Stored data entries
<<<<

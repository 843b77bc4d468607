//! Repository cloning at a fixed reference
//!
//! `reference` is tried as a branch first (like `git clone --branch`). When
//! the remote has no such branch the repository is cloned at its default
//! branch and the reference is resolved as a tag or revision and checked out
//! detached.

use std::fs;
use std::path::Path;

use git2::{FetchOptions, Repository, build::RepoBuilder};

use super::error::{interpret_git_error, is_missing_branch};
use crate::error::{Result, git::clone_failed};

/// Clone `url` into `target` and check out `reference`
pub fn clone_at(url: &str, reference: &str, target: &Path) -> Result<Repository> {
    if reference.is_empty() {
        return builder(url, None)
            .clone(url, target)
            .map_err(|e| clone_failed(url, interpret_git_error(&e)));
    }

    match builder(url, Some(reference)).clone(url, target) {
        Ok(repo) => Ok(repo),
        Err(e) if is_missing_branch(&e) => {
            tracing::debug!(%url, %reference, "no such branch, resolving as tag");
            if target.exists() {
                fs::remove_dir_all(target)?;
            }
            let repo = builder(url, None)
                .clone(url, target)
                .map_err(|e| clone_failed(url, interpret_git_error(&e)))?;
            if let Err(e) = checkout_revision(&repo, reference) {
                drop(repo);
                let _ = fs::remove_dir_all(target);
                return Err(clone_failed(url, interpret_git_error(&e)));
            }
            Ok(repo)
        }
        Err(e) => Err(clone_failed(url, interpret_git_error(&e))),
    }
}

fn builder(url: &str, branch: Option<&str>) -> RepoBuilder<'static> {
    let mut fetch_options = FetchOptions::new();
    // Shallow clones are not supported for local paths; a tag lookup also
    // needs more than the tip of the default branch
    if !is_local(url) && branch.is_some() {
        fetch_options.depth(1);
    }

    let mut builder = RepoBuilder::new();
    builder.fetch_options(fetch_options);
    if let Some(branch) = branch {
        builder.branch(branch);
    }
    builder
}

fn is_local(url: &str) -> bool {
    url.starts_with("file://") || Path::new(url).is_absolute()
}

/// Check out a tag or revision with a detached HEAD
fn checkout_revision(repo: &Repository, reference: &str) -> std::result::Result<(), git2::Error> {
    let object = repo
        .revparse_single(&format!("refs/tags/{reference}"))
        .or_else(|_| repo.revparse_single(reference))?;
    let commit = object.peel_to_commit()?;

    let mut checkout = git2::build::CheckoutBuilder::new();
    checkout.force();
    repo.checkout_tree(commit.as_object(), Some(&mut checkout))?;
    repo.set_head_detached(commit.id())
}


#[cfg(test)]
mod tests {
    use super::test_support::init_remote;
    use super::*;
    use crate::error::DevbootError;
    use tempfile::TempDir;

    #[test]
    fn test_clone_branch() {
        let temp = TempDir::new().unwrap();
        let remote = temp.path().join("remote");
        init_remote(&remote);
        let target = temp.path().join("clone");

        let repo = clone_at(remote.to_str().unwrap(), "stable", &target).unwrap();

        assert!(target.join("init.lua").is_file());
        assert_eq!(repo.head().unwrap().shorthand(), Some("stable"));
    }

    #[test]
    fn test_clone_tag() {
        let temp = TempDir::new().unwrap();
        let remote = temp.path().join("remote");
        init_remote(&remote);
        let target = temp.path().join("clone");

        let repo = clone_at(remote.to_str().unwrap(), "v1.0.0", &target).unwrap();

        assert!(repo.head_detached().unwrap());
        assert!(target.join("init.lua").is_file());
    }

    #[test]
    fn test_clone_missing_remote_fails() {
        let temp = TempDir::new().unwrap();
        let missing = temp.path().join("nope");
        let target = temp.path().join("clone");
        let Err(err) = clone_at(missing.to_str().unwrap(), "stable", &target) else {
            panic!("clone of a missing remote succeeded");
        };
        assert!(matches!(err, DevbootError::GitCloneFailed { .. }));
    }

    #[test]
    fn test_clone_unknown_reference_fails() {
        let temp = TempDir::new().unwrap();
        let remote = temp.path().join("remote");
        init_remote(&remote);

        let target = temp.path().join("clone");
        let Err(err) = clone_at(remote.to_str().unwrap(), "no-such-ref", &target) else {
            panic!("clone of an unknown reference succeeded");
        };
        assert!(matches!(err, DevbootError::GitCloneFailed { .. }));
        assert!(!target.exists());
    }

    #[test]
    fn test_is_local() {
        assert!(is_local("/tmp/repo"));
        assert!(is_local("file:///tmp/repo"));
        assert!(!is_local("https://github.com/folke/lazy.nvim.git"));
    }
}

>>>>

WHAT YOU WILL DO -> What is needed is an exact copy of all the records above.

RESULT ->
repository 843b77bc4d468607
//! Repository cloning at a fixed reference
//!
//! `reference` is tried as a branch first (like `git clone --branch`). When
//! the remote has no such branch the repository is cloned at its default
//! branch and the reference is resolved as a tag or revision and checked out
//! detached.

use std::fs;
use std::path::Path;

use git2::{FetchOptions, Repository, build::RepoBuilder};

use super::error::{interpret_git_error, is_missing_branch};
use crate::error::{Result, git::clone_failed};

/// Clone `url` into `target` and check out `reference`
pub fn clone_at(url: &str, reference: &str, target: &Path) -> Result<Repository> {
    if reference.is_empty() {
        return builder(url, None)
            .clone(url, target)
            .map_err(|e| clone_failed(url, interpret_git_error(&e)));
    }

    match builder(url, Some(reference)).clone(url, target) {
        Ok(repo) => Ok(repo),
        Err(e) if is_missing_branch(&e) => {
            tracing::debug!(%url, %reference, "no such branch, resolving as tag");
            if target.exists() {
                fs::remove_dir_all(target)?;
            }
            let repo = builder(url, None)
                .clone(url, target)
                .map_err(|e| clone_failed(url, interpret_git_error(&e)))?;
            if let Err(e) = checkout_revision(&repo, reference) {
                drop(repo);
                let _ = fs::remove_dir_all(target);
                return Err(clone_failed(url, interpret_git_error(&e)));
            }
            Ok(repo)
        }
        Err(e) => Err(clone_failed(url, interpret_git_error(&e))),
    }
}

fn builder(url: &str, branch: Option<&str>) -> RepoBuilder<'static> {
    let mut fetch_options = FetchOptions::new();
    // Shallow clones are not supported for local paths; a tag lookup also
    // needs more than the tip of the default branch
    if !is_local(url) && branch.is_some() {
        fetch_options.depth(1);
    }

    let mut builder = RepoBuilder::new();
    builder.fetch_options(fetch_options);
    if let Some(branch) = branch {
        builder.branch(branch);
    }
    builder
}

fn is_local(url: &str) -> bool {
    url.starts_with("file://") || Path::new(url).is_absolute()
}

/// Check out a tag or revision with a detached HEAD
fn checkout_revision(repo: &Repository, reference: &str) -> std::result::Result<(), git2::Error> {
    let object = repo
        .revparse_single(&format!("refs/tags/{reference}"))
        .or_else(|_| repo.revparse_single(reference))?;
    let commit = object.peel_to_commit()?;

    let mut checkout = git2::build::CheckoutBuilder::new();
    checkout.force();
    repo.checkout_tree(commit.as_object(), Some(&mut checkout))?;
    repo.set_head_detached(commit.id())
}


#[cfg(test)]
mod tests {
    use super::test_support::init_remote;
    use super::*;
    use crate::error::DevbootError;
    use tempfile::TempDir;

    #[test]
    fn test_clone_branch() {
        let temp = TempDir::new().unwrap();
        let remote = temp.path().join("remote");
        init_remote(&remote);
        let target = temp.path().join("clone");

        let repo = clone_at(remote.to_str().unwrap(), "stable", &target).unwrap();

        assert!(target.join("init.lua").is_file());
        assert_eq!(repo.head().unwrap().shorthand(), Some("stable"));
    }

    #[test]
    fn test_clone_tag() {
        let temp = TempDir::new().unwrap();
        let remote = temp.path().join("remote");
        init_remote(&remote);
        let target = temp.path().join("clone");

        let repo = clone_at(remote.to_str().unwrap(), "v1.0.0", &target).unwrap();

        assert!(repo.head_detached().unwrap());
        assert!(target.join("init.lua").is_file());
    }

    #[test]
    fn test_clone_missing_remote_fails() {
        let temp = TempDir::new().unwrap();
        let missing = temp.path().join("nope");
        let target = temp.path().join("clone");
        let Err(err) = clone_at(missing.to_str().unwrap(), "stable", &target) else {
            panic!("clone of a missing remote succeeded");
        };
        assert!(matches!(err, DevbootError::GitCloneFailed { .. }));
    }

    #[test]
    fn test_clone_unknown_reference_fails() {
        let temp = TempDir::new().unwrap();
        let remote = temp.path().join("remote");
        init_remote(&remote);

        let target = temp.path().join("clone");
        let Err(err) = clone_at(remote.to_str().unwrap(), "no-such-ref", &target) else {
            panic!("clone of an unknown reference succeeded");
        };
        assert!(matches!(err, DevbootError::GitCloneFailed { .. }));
        assert!(!target.exists());
    }

    #[test]
    fn test_is_local() {
        assert!(is_local("/tmp/repo"));
        assert!(is_local("file:///tmp/repo"));
        assert!(!is_local("https://github.com/folke/lazy.nvim.git"));
    }
}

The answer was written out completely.